§ Work item
In the listing below, print exactly the lines between the line holding "repository fb118970bb772dd6" and the line holding "or an existing", inclusive, and no more.

§ Data listing
----
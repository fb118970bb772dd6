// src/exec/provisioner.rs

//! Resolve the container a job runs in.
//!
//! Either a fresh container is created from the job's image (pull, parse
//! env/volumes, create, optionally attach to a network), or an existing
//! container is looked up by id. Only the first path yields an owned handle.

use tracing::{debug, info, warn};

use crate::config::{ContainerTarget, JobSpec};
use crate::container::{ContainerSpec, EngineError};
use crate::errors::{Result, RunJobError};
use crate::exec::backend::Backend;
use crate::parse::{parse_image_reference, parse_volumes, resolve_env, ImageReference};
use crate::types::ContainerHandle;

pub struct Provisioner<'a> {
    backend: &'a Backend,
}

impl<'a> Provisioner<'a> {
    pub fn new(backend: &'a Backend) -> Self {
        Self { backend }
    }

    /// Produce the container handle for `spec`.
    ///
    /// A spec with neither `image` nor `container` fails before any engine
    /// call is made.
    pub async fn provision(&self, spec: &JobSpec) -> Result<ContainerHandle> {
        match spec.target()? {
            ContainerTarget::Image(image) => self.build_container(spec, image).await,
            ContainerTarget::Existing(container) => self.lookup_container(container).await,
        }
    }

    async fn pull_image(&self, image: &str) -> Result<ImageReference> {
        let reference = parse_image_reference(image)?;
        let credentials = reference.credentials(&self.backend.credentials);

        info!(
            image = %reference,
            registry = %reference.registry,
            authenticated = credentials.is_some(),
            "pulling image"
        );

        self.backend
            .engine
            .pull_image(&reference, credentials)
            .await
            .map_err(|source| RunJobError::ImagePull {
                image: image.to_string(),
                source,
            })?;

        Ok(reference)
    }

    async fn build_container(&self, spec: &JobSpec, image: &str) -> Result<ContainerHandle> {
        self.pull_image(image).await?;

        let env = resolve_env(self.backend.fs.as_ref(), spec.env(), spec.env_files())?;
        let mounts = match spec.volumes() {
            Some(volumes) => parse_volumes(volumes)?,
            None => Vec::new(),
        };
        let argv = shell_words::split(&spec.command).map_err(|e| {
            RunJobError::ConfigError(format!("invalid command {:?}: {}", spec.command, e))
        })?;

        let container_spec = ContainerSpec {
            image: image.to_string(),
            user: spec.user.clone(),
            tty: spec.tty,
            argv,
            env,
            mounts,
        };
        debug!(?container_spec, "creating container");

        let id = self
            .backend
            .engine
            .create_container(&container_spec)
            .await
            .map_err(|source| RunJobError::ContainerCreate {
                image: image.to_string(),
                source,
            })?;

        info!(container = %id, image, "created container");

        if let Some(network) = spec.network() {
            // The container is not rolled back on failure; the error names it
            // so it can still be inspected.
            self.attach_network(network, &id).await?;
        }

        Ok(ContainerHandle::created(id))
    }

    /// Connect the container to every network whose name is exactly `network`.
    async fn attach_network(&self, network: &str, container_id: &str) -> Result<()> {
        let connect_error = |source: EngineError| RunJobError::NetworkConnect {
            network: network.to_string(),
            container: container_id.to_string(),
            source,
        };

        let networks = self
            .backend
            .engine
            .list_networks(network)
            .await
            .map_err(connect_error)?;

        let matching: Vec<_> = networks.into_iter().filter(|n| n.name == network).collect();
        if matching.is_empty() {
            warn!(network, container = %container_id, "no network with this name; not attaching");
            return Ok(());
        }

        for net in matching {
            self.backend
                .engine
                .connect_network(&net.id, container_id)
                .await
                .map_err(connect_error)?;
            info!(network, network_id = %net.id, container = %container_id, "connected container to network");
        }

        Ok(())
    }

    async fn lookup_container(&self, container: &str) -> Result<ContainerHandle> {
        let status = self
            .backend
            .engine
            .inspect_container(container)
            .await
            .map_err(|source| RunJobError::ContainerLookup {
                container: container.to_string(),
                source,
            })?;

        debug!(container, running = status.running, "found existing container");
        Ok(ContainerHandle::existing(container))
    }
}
----
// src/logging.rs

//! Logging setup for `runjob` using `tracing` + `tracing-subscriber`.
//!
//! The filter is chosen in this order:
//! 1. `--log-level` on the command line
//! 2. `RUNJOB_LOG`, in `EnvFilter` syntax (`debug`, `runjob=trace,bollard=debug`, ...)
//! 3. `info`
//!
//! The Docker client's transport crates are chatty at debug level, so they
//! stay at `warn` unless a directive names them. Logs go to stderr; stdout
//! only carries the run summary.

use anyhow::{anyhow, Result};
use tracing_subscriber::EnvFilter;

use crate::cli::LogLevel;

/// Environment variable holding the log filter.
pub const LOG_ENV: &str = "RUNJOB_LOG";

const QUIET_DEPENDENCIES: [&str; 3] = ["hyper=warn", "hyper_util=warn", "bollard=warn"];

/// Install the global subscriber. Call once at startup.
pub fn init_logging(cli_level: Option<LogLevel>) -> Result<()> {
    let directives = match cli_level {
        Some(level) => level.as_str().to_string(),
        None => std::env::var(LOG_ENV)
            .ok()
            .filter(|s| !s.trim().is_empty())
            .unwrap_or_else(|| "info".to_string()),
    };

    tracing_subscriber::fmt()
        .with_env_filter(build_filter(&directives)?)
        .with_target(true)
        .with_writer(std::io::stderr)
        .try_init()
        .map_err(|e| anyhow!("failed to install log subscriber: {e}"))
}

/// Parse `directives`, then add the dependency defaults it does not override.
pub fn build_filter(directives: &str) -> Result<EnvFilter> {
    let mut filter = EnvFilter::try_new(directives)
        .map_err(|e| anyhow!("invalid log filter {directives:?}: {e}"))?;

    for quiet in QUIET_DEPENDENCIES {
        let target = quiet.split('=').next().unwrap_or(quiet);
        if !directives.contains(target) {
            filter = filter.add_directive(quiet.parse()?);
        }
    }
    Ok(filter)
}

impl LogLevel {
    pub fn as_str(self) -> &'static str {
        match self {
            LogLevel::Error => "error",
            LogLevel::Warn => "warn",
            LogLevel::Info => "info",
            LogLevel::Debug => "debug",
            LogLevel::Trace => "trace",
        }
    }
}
----
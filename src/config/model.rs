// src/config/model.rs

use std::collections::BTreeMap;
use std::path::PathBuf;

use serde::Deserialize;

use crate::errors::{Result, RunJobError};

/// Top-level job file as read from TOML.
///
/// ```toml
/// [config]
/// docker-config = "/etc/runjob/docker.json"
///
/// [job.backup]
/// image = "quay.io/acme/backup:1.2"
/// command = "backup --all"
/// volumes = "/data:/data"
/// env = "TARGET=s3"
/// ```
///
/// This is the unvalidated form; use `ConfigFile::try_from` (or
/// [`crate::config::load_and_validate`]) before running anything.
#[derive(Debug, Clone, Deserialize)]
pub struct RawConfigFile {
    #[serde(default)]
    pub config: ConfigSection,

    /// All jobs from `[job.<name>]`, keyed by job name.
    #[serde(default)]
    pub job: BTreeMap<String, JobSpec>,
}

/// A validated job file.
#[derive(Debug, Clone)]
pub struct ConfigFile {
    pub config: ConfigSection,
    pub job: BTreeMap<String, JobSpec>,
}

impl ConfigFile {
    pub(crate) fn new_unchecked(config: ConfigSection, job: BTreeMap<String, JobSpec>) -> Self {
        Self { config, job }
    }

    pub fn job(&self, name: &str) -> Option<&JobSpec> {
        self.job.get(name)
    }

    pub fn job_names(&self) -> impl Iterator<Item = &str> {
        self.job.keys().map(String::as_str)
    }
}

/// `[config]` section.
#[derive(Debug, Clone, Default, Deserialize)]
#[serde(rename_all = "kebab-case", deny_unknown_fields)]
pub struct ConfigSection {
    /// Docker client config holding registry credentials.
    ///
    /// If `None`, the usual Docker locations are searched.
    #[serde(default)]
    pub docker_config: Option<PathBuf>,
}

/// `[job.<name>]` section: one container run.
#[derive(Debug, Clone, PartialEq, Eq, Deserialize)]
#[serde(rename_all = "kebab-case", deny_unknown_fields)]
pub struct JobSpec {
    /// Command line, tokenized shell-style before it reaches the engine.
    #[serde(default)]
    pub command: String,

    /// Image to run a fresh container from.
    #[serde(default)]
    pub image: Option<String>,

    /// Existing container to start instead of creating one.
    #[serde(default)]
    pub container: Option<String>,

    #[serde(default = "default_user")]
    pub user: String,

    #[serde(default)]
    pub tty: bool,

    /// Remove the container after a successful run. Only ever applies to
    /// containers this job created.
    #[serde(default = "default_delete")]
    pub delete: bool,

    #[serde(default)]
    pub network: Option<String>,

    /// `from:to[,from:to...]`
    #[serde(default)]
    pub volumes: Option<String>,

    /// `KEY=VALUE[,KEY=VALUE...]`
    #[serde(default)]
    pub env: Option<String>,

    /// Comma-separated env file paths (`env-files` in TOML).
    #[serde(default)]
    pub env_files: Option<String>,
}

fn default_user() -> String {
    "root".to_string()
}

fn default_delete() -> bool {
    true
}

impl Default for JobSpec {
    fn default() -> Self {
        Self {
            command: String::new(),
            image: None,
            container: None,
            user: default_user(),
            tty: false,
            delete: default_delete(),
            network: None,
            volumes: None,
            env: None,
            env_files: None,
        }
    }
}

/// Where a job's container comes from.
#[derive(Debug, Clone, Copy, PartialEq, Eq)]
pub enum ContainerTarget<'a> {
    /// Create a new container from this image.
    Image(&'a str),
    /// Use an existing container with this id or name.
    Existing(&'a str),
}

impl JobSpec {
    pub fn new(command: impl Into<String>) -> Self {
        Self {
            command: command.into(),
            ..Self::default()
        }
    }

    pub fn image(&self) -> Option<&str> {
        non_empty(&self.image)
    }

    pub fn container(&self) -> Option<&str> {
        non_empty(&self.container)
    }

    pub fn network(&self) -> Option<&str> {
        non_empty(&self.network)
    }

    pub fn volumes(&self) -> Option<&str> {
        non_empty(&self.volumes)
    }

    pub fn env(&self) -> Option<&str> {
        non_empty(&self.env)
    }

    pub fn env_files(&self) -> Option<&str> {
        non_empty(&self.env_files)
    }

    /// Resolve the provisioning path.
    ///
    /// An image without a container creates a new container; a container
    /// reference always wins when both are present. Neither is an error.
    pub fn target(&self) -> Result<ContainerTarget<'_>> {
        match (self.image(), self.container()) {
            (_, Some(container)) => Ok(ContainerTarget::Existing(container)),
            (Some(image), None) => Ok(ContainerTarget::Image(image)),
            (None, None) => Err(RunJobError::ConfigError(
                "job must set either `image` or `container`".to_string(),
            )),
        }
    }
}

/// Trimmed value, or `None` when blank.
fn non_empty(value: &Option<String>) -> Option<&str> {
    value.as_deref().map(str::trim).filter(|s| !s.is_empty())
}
----
§ Your solution
repository fb118970bb772dd6
// src/exec/provisioner.rs

//! Resolve the container a job runs in.
//!
//! Either a fresh container is created from the job's image (pull, parse
//! env/volumes, create, optionally attach to a network), or an existing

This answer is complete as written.